Самое лучшее было бы вспомнить несколько строк самого Джона Китса. Но политику некогда читать, а тем более запоминать всякие сонеты. И тут Хента осенило: не далее чем вчера он собственноручно записал стихотворение, продиктованное умирающим. Что-то насчет того, как стать богом… и еще про вино блаженных. Но кто в состоянии запомнить подобную чушь? Не говоря уже о том, что блокнот со стихами остался на Площади Испании, в темной комнате с разрисованным цветами потолком.
В итоге весь ритуал свелся к минуте молчания. Хент замер, склонив голову и закрыв глаза (но пару раз все же покосился на Шрайка). Затем засыпал могилу, на что ушло больше времени, чем он предполагал. Когда он напоследок хорошенько утрамбовал землю, поверхность могилы оказалась слегка вогнутой, словно хрупкое тело усопшего не смогло образовать надлежащего бугорка. Овцы терлись у ног Хента, пощипывая траву, крокусы и фиалки, которые в изобилии цвели вокруг.
У Хента сроду не было памяти на стихи, но эпитафию, которую Китс просил сделать на своем надгробии, он запомнил. Когда он впервые услышал ее, защемило сердце: в задыхающемся, истаявшем голосе поэта было столько горечи, столько одиночества. Но Хент не считал себя вправе спорить с мертвым. Его дело – сделать надпись и поскорее убраться отсюда.

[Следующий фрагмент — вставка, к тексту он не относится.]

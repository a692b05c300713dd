//! Inventory cache.
//!
//! A successful live run can store its [`Snapshot`] so later runs replay it
//! instead of querying vCenter. Two backends implement [`CacheBackend`]:
//!
//! | `cache_plugin` | Backend | Lifetime |
//! |----------------|---------|----------|
//! | `jsonfile` | [`JsonFileCache`] | one JSON file per key under `cache_connection`, expires after `cache_timeout` |
//! | `memory` | [`MemoryCache`] | current process only |
//!
//! Snapshots are wrapped in a [`CacheEntry`] carrying a schema version and
//! a fingerprint of the options that shaped the snapshot. An entry written
//! by another schema or another configuration is a miss, as is any entry
//! that fails to decode.

use anyhow::{Context, Result};
use chrono::{DateTime, Utc};
use serde::{Deserialize, Serialize};
use serde_json::Value;
use sha2::{Digest, Sha256};
use std::collections::HashMap;
use std::fs;
use std::path::{Path, PathBuf};
use std::time::Duration;

use vm_inventory_core::filter::FilterNames;
use vm_inventory_core::populate::PopulateOptions;
use vm_inventory_core::snapshot::Snapshot;

/// Version of the [`CacheEntry`] layout.
pub const SCHEMA_VERSION: u32 = 1;

const CACHE_KEY_PREFIX: &str = "vmware_vm_inventory";

#[derive(Debug, Clone, Copy, Default, PartialEq, Eq, Deserialize)]
#[serde(rename_all = "lowercase")]
pub enum CachePlugin {
    #[default]
    Jsonfile,
    Memory,
}

/// Resolved cache options.
#[derive(Debug, Clone, PartialEq)]
pub struct CacheSettings {
    pub enabled: bool,
    pub plugin: CachePlugin,
    pub connection: PathBuf,
    /// `None` means entries never expire.
    pub timeout: Option<Duration>,
}

/// Key/value store for cached inventories.
pub trait CacheBackend {
    /// Stored value for `key`, or `None` when absent or expired.
    fn get(&self, key: &str) -> Result<Option<Value>>;

    fn set(&mut self, key: &str, value: &Value) -> Result<()>;
}

/// One JSON file per key.
pub struct JsonFileCache {
    dir: PathBuf,
    timeout: Option<Duration>,
}

impl JsonFileCache {
    pub fn new(dir: impl Into<PathBuf>, timeout: Option<Duration>) -> Self {
        Self {
            dir: dir.into(),
            timeout,
        }
    }

    fn path_for(&self, key: &str) -> PathBuf {
        self.dir.join(key)
    }

    fn is_expired(&self, path: &Path) -> Result<bool> {
        let Some(timeout) = self.timeout else {
            return Ok(false);
        };
        let modified = fs::metadata(path)
            .and_then(|m| m.modified())
            .with_context(|| format!("Failed to stat cache file: {}", path.display()))?;
        // A modification time in the future counts as fresh.
        let age = modified.elapsed().unwrap_or_default();
        Ok(age > timeout)
    }
}

impl CacheBackend for JsonFileCache {
    fn get(&self, key: &str) -> Result<Option<Value>> {
        let path = self.path_for(key);
        if !path.exists() {
            return Ok(None);
        }
        if self.is_expired(&path)? {
            tracing::debug!(path = %path.display(), "cache entry expired");
            return Ok(None);
        }
        let content = fs::read_to_string(&path)
            .with_context(|| format!("Failed to read cache file: {}", path.display()))?;
        let value = serde_json::from_str(&content)
            .with_context(|| format!("Failed to parse cache file: {}", path.display()))?;
        Ok(Some(value))
    }

    fn set(&mut self, key: &str, value: &Value) -> Result<()> {
        fs::create_dir_all(&self.dir)
            .with_context(|| format!("Failed to create cache directory: {}", self.dir.display()))?;
        let path = self.path_for(key);
        let tmp = path.with_extension("tmp");
        let body = serde_json::to_string(value)?;
        fs::write(&tmp, body)
            .with_context(|| format!("Failed to write cache file: {}", tmp.display()))?;
        fs::rename(&tmp, &path)
            .with_context(|| format!("Failed to replace cache file: {}", path.display()))?;
        Ok(())
    }
}

/// Process-local cache.
#[derive(Debug, Default)]
pub struct MemoryCache {
    entries: HashMap<String, Value>,
}

impl CacheBackend for MemoryCache {
    fn get(&self, key: &str) -> Result<Option<Value>> {
        Ok(self.entries.get(key).cloned())
    }

    fn set(&mut self, key: &str, value: &Value) -> Result<()> {
        self.entries.insert(key.to_string(), value.clone());
        Ok(())
    }
}

/// Stored form of a snapshot.
#[derive(Debug, Clone, PartialEq, Serialize, Deserialize)]
pub struct CacheEntry {
    pub schema_version: u32,
    pub fingerprint: String,
    pub written_at: DateTime<Utc>,
    pub snapshot: Snapshot,
}

/// Cache key for a plugin file: stable per plugin name and file path.
pub fn cache_key(plugin_name: &str, source_path: &str) -> String {
    let plugin_digest = hex_sha256(plugin_name.as_bytes());
    let path_digest = hex_sha256(source_path.as_bytes());
    format!(
        "{}_{}s_{}",
        CACHE_KEY_PREFIX,
        &plugin_digest[..5],
        &path_digest[..5]
    )
}

#[derive(Serialize)]
struct FingerprintInput<'a> {
    hostname: &'a str,
    port: u16,
    properties: &'a [String],
    with_tags: bool,
    filters: &'a FilterNames,
}

/// Digest of everything that changes the shape of a snapshot.
pub fn fingerprint(hostname: &str, port: u16, options: &PopulateOptions) -> String {
    let input = FingerprintInput {
        hostname,
        port,
        properties: &options.properties,
        with_tags: options.with_tags,
        filters: &options.filters,
    };
    // Serializing plain strings and lists into a Vec cannot fail.
    let encoded = serde_json::to_vec(&input).unwrap_or_default();
    hex_sha256(&encoded)
}

fn hex_sha256(data: &[u8]) -> String {
    let mut hasher = Sha256::new();
    hasher.update(data);
    hex::encode(hasher.finalize())
}

/// Versioned snapshot store bound to one key and fingerprint.
pub struct InventoryCache {
    backend: Box<dyn CacheBackend>,
    key: String,
    fingerprint: String,
}

impl InventoryCache {
    pub fn new(backend: Box<dyn CacheBackend>, key: String, fingerprint: String) -> Self {
        Self {
            backend,
            key,
            fingerprint,
        }
    }

    /// Backend selected by `settings.plugin`.
    pub fn from_settings(settings: &CacheSettings, key: String, fingerprint: String) -> Self {
        let backend: Box<dyn CacheBackend> = match settings.plugin {
            CachePlugin::Jsonfile => Box::new(JsonFileCache::new(
                settings.connection.clone(),
                settings.timeout,
            )),
            CachePlugin::Memory => Box::new(MemoryCache::default()),
        };
        Self::new(backend, key, fingerprint)
    }

    pub fn key(&self) -> &str {
        &self.key
    }

    /// Cached snapshot, if a compatible one exists.
    ///
    /// Read failures and undecodable entries are logged and reported as a
    /// miss so a broken cache never blocks a live run.
    pub fn load(&self) -> Option<Snapshot> {
        let value = match self.backend.get(&self.key) {
            Ok(Some(value)) => value,
            Ok(None) => {
                tracing::debug!(key = %self.key, "cache miss");
                return None;
            }
            Err(e) => {
                tracing::warn!(key = %self.key, "ignoring unreadable cache entry: {:#}", e);
                return None;
            }
        };

        let entry: CacheEntry = match serde_json::from_value(value) {
            Ok(entry) => entry,
            Err(e) => {
                tracing::warn!(key = %self.key, "ignoring corrupt cache entry: {}", e);
                return None;
            }
        };

        if entry.schema_version != SCHEMA_VERSION {
            tracing::info!(
                key = %self.key,
                found = entry.schema_version,
                expected = SCHEMA_VERSION,
                "cache entry has another schema version"
            );
            return None;
        }
        if entry.fingerprint != self.fingerprint {
            tracing::info!(key = %self.key, "cache entry was written for other options");
            return None;
        }

        tracing::debug!(key = %self.key, written_at = %entry.written_at, "cache hit");
        Some(entry.snapshot)
    }

    pub fn store(&mut self, snapshot: &Snapshot) -> Result<()> {
        let entry = CacheEntry {
            schema_version: SCHEMA_VERSION,
            fingerprint: self.fingerprint.clone(),
            written_at: Utc::now(),
            snapshot: snapshot.clone(),
        };
        let value = serde_json::to_value(&entry).context("Failed to encode cache entry")?;
        self.backend.set(&self.key, &value)?;
        tracing::debug!(key = %self.key, "cache updated");
        Ok(())
    }
}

Лазерное перо, включенное на пробу, выжгло в траве трехметровой ширины просеку, и Хенту пришлось ее затаптывать. Зато гранит оно резало, как масло. Хент порядком измучился, прежде чем определил на обратной стороне камня нужную глубину строки. И все равно надпись – плод двадцатиминутных стараний – вышла какая-то корявая, кустарная.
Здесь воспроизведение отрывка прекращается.